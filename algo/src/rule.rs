/// Next state of a cell under B3/S23.
///
/// `live_cells` is the number of live cells in the whole 3x3 square,
/// **including the cell itself**. A count of 3 is either a birth (dead cell,
/// 3 neighbors) or a survival (live cell, 2 neighbors); a count of 4 keeps the
/// cell as it was (live cell with 3 neighbors survives, dead cell with 4 stays
/// dead).
#[inline]
pub const fn next_cell_state(old_state: bool, live_cells: u8) -> bool {
  match live_cells {
    3 => true,
    4 => old_state,
    _ => false,
  }
}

┄┄┄┄┄┄

__DIRECTIONS FOR THIS TASK__
Write the whole listing out again. Keep every line exactly as it is.

__ANSWER SPACE__
filename algo/src/rule.rs
/// Next state of a cell under B3/S23.
///
/// `live_cells` is the number of live cells in the whole 3x3 square,
/// **including the cell itself**. A count of 3 is either a birth (dead cell,
/// 3 neighbors) or a survival (live cell, 2 neighbors); a count of 4 keeps the
/// cell as it was (live cell with 3 neighbors survives, dead cell with 4 stays
/// dead).
#[inline]
pub const fn next_cell_state(old_state: bool, live_cells: u8) -> bool {
  match live_cells {
    3 => true,
    4 => old_state,
    _ => false,
  }
}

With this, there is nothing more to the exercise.